For Immediate Release
Chicago, IL – May 23, 2019 – Zacks.com announces the list of stocks featured in the Analyst Blog. Every day the Zacks Equity Research analysts discuss the latest news and events impacting stocks and the financial markets. Stocks recently featured in the blog include: ServiceNow (NOW - Free Report) , Veeva Systems Inc. (VEEV - Free Report) and Square (SQ - Free Report) .
Here are highlights from Wednesday’s Analyst Blog:
3 Tech Stocks for Growth Investors to Buy Right Now
Growth investors are often focused on finding companies whose earnings and revenue are expected to outpace the market. This investment strategy comes with its share of risks. Yet, it also brings the exciting possibility of outsized returns.

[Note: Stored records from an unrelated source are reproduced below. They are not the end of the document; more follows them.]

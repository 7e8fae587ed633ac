// SPDX-License-Identifier: BUSL-1.1
// Copyright (c) 2026 Alfred Jean LLC

//! Listener task for handling socket I/O.
//!
//! The listener runs in a spawned task, accepting connections and
//! handling each in its own task. Handlers are raced against client
//! disconnect: a vanished client cancels the in-flight request (never
//! any managed child process).

mod lifecycle;
mod pipelines;
mod registry;
mod stream;
mod system;

use std::sync::Arc;
use std::time::Instant;

use crate::env::{ipc_timeout, PROTOCOL_VERSION};
use flo_engine::{Admin, DispatchService, Orchestrator, PipelineEngine};
use flo_registry::{Locator, ServiceRegistry};
use flo_wire::{ProtocolError, Request, Response};
use thiserror::Error;
use tokio::io::{AsyncRead, AsyncReadExt, AsyncWrite, AsyncWriteExt};
use tokio::net::UnixListener;
use tokio::sync::Notify;
use tokio_util::sync::CancellationToken;
use tracing::{debug, error, info, warn};

/// Shared daemon context for all request handlers.
pub struct ListenCtx {
    pub orchestrator: Arc<Orchestrator>,
    pub registry: Arc<ServiceRegistry>,
    pub locator: Arc<Locator>,
    pub admin: Arc<Admin>,
    pub dispatch: Arc<DispatchService>,
    pub pipelines: Arc<PipelineEngine>,
    pub start_time: Instant,
    pub shutdown: Arc<Notify>,
}

impl ListenCtx {
    pub fn from_daemon(daemon: &crate::lifecycle::DaemonState, shutdown: Arc<Notify>) -> Self {
        Self {
            orchestrator: Arc::clone(&daemon.orchestrator),
            registry: Arc::clone(&daemon.registry),
            locator: Arc::clone(&daemon.locator),
            admin: Arc::clone(&daemon.admin),
            dispatch: Arc::clone(&daemon.dispatch),
            pipelines: Arc::clone(&daemon.pipelines),
            start_time: daemon.start_time,
            shutdown,
        }
    }
}

/// Errors from connection handling.
#[derive(Debug, Error)]
pub enum ConnectionError {
    #[error("Protocol error: {0}")]
    Protocol(#[from] ProtocolError),
}

/// Listener task for accepting socket connections.
pub struct Listener {
    unix: UnixListener,
    ctx: Arc<ListenCtx>,
}

impl Listener {
    pub fn new(unix: UnixListener, ctx: Arc<ListenCtx>) -> Self {
        Self { unix, ctx }
    }

    /// Run the accept loop forever, spawning a task per connection.
    pub async fn run(self) {
        loop {
            match self.unix.accept().await {
                Ok((stream, _)) => {
                    let ctx = Arc::clone(&self.ctx);
                    tokio::spawn(async move {
                        let (reader, writer) = stream.into_split();
                        if let Err(e) = handle_connection(reader, writer, &ctx).await {
                            log_connection_error(e);
                        }
                    });
                }
                Err(e) => error!("Unix accept error: {}", e),
            }
        }
    }
}

fn log_connection_error(e: ConnectionError) {
    match e {
        ConnectionError::Protocol(ProtocolError::ConnectionClosed) => {
            debug!("Client disconnected")
        }
        ConnectionError::Protocol(ProtocolError::Timeout) => warn!("Connection timeout"),
        _ => error!("Connection error: {}", e),
    }
}

/// Handle a single client connection.
///
/// Creates a `CancellationToken` and races the request handler against
/// client disconnect detection, so an abandoned request stops doing
/// work. Generic over reader/writer so tests can drive it with
/// in-memory duplex streams.
pub async fn handle_connection<R, W>(
    mut reader: R,
    mut writer: W,
    ctx: &ListenCtx,
) -> Result<(), ConnectionError>
where
    R: AsyncRead + AsyncReadExt + Unpin + Send + 'static,
    W: AsyncWrite + AsyncWriteExt + Unpin + Send + 'static,
{
    let request: Request = flo_wire::read_frame(&mut reader, ipc_timeout()).await?;

    // Queries are frequent polling; keep them at debug.
    match request {
        Request::Ping | Request::Status | Request::ListServices => {
            debug!(request = ?request, "received query")
        }
        _ => info!(request = ?request, "received request"),
    }

    // StreamStatus upgrades the connection: the daemon writes event
    // frames until the client goes away.
    if matches!(request, Request::StreamStatus) {
        return stream::handle_stream(reader, writer, ctx).await;
    }

    let token = CancellationToken::new();
    let response = tokio::select! {
        response = handle_request(request, ctx, token.clone()) => response,
        _ = detect_client_disconnect(&mut reader) => {
            token.cancel();
            debug!("Client disconnected, cancelling handler");
            return Ok(());
        }
    };

    debug!("Sending response: {:?}", response);
    flo_wire::write_frame(&mut writer, &response, ipc_timeout()).await?;
    Ok(())
}

/// Detect client disconnect by reading from the socket after the
/// request. In this request-response protocol the client sends one
/// request then waits; a read of 0 bytes means it hung up.
async fn detect_client_disconnect<R: AsyncReadExt + Unpin>(reader: &mut R) {
    let mut buf = [0u8; 1];
    let _ = reader.read(&mut buf).await;
}

/// Handle a single request and return a response.
pub async fn handle_request(request: Request, ctx: &ListenCtx, cancel: CancellationToken) -> Response {
    match request {
        Request::Ping => Response::Pong,

        Request::Hello { version } => {
            if version != PROTOCOL_VERSION {
                debug!(client = %version, daemon = PROTOCOL_VERSION, "version skew");
            }
            Response::Hello {
                version: PROTOCOL_VERSION.to_string(),
            }
        }

        Request::Status => system::handle_status(ctx),

        Request::Shutdown => {
            ctx.shutdown.notify_one();
            Response::ShuttingDown
        }

        // -- service lifecycle --
        Request::StartAll => lifecycle::handle_start_all(ctx, &cancel).await,
        Request::StopAll { force } => lifecycle::handle_stop_all(ctx, force).await,
        Request::StartService { service } => lifecycle::handle_start(ctx, &service).await,
        Request::StopService { service, force } => {
            lifecycle::handle_stop(ctx, &service, force).await
        }
        Request::RestartService { service } => lifecycle::handle_restart(ctx, &service).await,
        Request::ServiceStatus { service } => lifecycle::handle_service_status(ctx, &service),
        Request::ListServices => Response::Services {
            services: ctx.orchestrator.snapshots(),
        },

        // -- discovery registry --
        Request::Register { entry } => registry::handle_register(ctx, entry),
        Request::Deregister { id } => registry::handle_deregister(ctx, &id),
        Request::Heartbeat { id } => registry::handle_heartbeat(ctx, &id),
        Request::Discover { name } => registry::handle_discover(ctx, &name),
        Request::GetEntry { id } => registry::handle_get(ctx, &id),
        Request::ListEntries => Response::Entries {
            entries: ctx.registry.list(),
        },

        // -- system --
        Request::Overview => system::handle_overview(ctx),
        Request::Health => system::handle_health(ctx),
        Request::Metrics => Response::Metrics {
            metrics: ctx.admin.metrics(),
        },
        Request::ListErrors { limit } => Response::Errors {
            errors: ctx.admin.errors(limit),
        },

        // -- pipelines --
        Request::CreatePipeline { pipeline } => pipelines::handle_create(ctx, pipeline),
        Request::GetPipeline { id } => pipelines::handle_get(ctx, &id),
        Request::ListPipelines => Response::Pipelines {
            pipelines: ctx.pipelines.list(),
        },
        Request::DeletePipeline { id } => pipelines::handle_delete(ctx, &id),
        Request::ExecutePipeline { id, input } => {
            pipelines::handle_execute(ctx, &id, input, &cancel).await
        }
        Request::GetExecution { id } => pipelines::handle_get_execution(ctx, &id),
        Request::ListExecutions => Response::Executions {
            executions: ctx.pipelines.list_executions(),
        },

        // -- dispatch --
        Request::Execute { request } => match ctx.dispatch.execute(request, &cancel).await {
            Ok(response) => Response::Dispatch { response },
            Err(e) => Response::error(e.kind(), e.to_string()),
        },

        // Intercepted in handle_connection before reaching here.
        Request::StreamStatus => Response::error(
            flo_core::ErrorKind::Internal,
            "StreamStatus must upgrade the connection",
        ),
    }
}

#[cfg(test)]
pub(crate) fn test_ctx() -> (Arc<flo_engine::FakeDispatcher>, ListenCtx) {
    test_ctx_with(flo_config::FleetConfig::default())
}

#[cfg(test)]
pub(crate) fn test_ctx_with(
    fleet: flo_config::FleetConfig,
) -> (Arc<flo_engine::FakeDispatcher>, ListenCtx) {
    use flo_engine::{Dispatcher, FakeDispatcher};

    let registry = Arc::new(ServiceRegistry::new());
    let locator = Arc::new(Locator::new(Arc::clone(&registry)));
    let known = fleet
        .services
        .iter()
        .map(|s| s.short_name.clone())
        .collect();
    let admin = Arc::new(Admin::new(Arc::clone(&locator), known));
    let orchestrator = Orchestrator::new(fleet, Arc::clone(&registry));
    let fake = Arc::new(FakeDispatcher::new());
    let dispatch = Arc::new(DispatchService::new(
        Arc::clone(&locator),
        Arc::clone(&fake) as Arc<dyn Dispatcher>,
        Arc::clone(&admin),
    ));
    let pipelines = Arc::new(PipelineEngine::new(Arc::clone(&dispatch)));

    (
        fake,
        ListenCtx {
            orchestrator,
            registry,
            locator,
            admin,
            dispatch,
            pipelines,
            start_time: Instant::now(),
            shutdown: Arc::new(Notify::new()),
        },
    )
}

#[cfg(test)]
#[path = "../listener_tests.rs"]
mod tests;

For years, many of Wall Street’s most high-performing growth stocks have emerged from the technology sector. Recent examples include household names like Netflix and Facebook to Nvidia and other chip stocks. Despite some volatility, strong earnings and impressive sales remain the story for many companies in the technology sector.
With that said, let’s pair the proven Zacks Rank with our Style Scores system. This system includes a “Growth” category that helps us find tech stocks poised for solid growth. Investors should note that our Growth category values earnings and sales growth, as well as improvements to a company’s financial statements, including strong cash flows and solid return on equity.
Now it’s time to check out three tech stocks that came through our screen today that growth investors might want to consider at the moment…
NOW shares have surged over 55% in 2019 to help push its two-year climb to over 170%, which destroys its industry’s 24% average and the S&P 500’s 19%. ServiceNow offers its clients the ability to digitize and automate some of their business and operations, which is a market that looks poised to grow for years to come. The Santa Clara, California-based company’s cloud platform and solutions help with everything from IT to employee and customer workflows. Investors should know that Fortune ranked ServiceNow No. 3 on its “Future 50” list of global companies “with the best prospects for long-term growth” last year, behind only Weibo and Workday and ahead of giants such as Salesforce and Netflix.
On top of that, NOW—which was also Forbes’ No. 1 World’s Most Innovative Company in 2018—is coming off a better-than-expected Q1. ServiceNow’s adjusted full-year earnings are projected to surge 28.5% on the back of 32% revenue growth, based on our current Zacks Consensus Estimate. Looking further ahead, NOW is projected to see its adjusted EPS figure jump 34.4% above our 2019 estimate in 2020, with revenue expected to soar 28% from a projected $3.44 billion this year to $4.41 billion in 2020. ServiceNow is a Zacks Rank #2 (Buy) right now that has crushed its bottom-line estimates in the trailing four periods.
2. Veeva Systems Inc.
Veeva offers cloud-based solutions for the pharmaceutical and life sciences industries and boasts more than 700 customers, which include pharmaceutical giants and biotech firms such as Eli Lilly and Biogen. The firm’s main offerings are presented in a software-as-a-service model and deliver industry-specific tools for CRM, content management, and many other enterprise applications. Shares of VEEV have skyrocketed over 60% in 2019, hitting new highs along the way. Veeva has now seen its stock soar 390% over the last 36 months.
The company is coming off a fourth quarter of its fiscal 2019 that saw its revenue jump 25%. Veeva is scheduled to release its first-quarter fiscal 2020 financial results after the market closes on Wednesday, May 29. With this in mind, Veeva is projected to see its adjusted Q1 earnings surge over 36% on 22.5% revenue growth. This solid double-digit top and bottom-line expansion is projected to continue for the full year to the tune of 19% earnings growth and roughly 20% sales expansion. Plus, the cloud-solutions firm is expected to see its 2021 revenue climb 18% above our current-year estimate. Veeva is currently a Zacks Rank #2 (Buy).
Square stock has underperformed its industry in 2019, but is still up roughly 19%. Despite the climb, shares of SQ are up just 21% over the last 12 months as investors cool on this once high-flying fintech powerhouse. Square, which is run by Twitter CEO Jack Dorsey, is still up over 200% in the last two years, and its growth prospects remain strong. Square has evolved from a credit card processor for the mobile age into a complete financial services firm, offering business loans, peer-to-peer payment options, debit cards, and more. SQ has become more attractive to larger businesses and its P2P payment platform, the Cash App, stands out against rival offerings from PayPal and even JP Morgan.
Our current Zacks Consensus Estimate calls for its full-year EPS figure to soar nearly 62% to reach $0.76 per share on roughly 36% revenue expansion. Meanwhile, Square’s fiscal 2020 revenue is expected to come in 28.4% above our $4.48 billion 2019 estimate to reach $5.75 billion. On top of that, Square’s fiscal 2020 earnings are projected to jump 48% higher than our current-year estimate. Investors should also note that Square has seen its 2019 earnings estimate revision activity trend heavily in the right direction recently, which helps it earn a Zacks Rank #2 (Buy).